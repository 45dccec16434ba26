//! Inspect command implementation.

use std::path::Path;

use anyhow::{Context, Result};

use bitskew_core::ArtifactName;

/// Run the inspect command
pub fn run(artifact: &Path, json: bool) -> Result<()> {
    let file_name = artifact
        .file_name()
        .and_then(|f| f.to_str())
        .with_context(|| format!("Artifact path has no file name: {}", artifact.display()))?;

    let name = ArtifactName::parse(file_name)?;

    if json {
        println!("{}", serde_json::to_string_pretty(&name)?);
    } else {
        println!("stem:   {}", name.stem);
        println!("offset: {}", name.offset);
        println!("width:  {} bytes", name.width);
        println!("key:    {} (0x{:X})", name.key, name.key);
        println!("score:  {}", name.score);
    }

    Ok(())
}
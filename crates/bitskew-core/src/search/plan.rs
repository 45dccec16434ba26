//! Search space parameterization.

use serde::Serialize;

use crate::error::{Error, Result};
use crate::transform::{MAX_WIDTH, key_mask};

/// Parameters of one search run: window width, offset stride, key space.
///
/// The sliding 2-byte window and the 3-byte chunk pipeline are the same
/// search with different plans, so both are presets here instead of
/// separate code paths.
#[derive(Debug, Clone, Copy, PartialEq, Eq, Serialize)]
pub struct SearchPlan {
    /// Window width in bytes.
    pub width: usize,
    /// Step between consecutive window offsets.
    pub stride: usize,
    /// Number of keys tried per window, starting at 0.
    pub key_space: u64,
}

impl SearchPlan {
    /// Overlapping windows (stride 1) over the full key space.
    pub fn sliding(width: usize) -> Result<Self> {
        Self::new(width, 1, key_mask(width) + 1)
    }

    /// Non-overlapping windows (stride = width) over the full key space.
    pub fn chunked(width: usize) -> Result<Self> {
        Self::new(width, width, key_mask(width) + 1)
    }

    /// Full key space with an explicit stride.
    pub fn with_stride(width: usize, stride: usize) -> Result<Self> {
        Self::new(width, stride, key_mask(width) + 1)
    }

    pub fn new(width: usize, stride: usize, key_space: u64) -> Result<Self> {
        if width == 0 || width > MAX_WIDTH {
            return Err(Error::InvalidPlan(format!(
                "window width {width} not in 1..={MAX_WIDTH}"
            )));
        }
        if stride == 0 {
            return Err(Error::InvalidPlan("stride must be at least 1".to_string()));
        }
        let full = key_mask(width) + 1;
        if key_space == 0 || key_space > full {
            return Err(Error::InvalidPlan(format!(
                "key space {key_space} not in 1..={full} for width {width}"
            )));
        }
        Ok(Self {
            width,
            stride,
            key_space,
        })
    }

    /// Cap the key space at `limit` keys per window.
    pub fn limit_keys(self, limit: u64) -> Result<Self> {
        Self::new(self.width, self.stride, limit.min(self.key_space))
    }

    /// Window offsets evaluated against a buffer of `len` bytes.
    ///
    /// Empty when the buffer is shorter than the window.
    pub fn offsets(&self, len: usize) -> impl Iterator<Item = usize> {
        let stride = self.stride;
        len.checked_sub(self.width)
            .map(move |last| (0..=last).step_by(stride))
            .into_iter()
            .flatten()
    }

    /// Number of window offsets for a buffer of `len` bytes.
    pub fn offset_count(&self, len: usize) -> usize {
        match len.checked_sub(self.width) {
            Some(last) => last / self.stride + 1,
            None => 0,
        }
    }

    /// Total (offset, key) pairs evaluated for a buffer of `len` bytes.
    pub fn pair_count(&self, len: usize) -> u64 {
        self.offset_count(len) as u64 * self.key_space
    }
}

* * *

* Your task:
Each line from the top of the records above through the line containing "are the same" needs to be transcribed exactly, and no line after it.

* Response to the task:
repository 45dccec16434ba26
//! Inspect command implementation.

use std::path::Path;

use anyhow::{Context, Result};

use bitskew_core::ArtifactName;

/// Run the inspect command
pub fn run(artifact: &Path, json: bool) -> Result<()> {
    let file_name = artifact
        .file_name()
        .and_then(|f| f.to_str())
        .with_context(|| format!("Artifact path has no file name: {}", artifact.display()))?;

    let name = ArtifactName::parse(file_name)?;

    if json {
        println!("{}", serde_json::to_string_pretty(&name)?);
    } else {
        println!("stem:   {}", name.stem);
        println!("offset: {}", name.offset);
        println!("width:  {} bytes", name.width);
        println!("key:    {} (0x{:X})", name.key, name.key);
        println!("score:  {}", name.score);
    }

    Ok(())
}
filename crates/bitskew-core/src/search/plan.rs
repository 45dccec16434ba26
//! Search space parameterization.

use serde::Serialize;

use crate::error::{Error, Result};
use crate::transform::{MAX_WIDTH, key_mask};

/// Parameters of one search run: window width, offset stride, key space.
///
/// The sliding 2-byte window and the 3-byte chunk pipeline are the same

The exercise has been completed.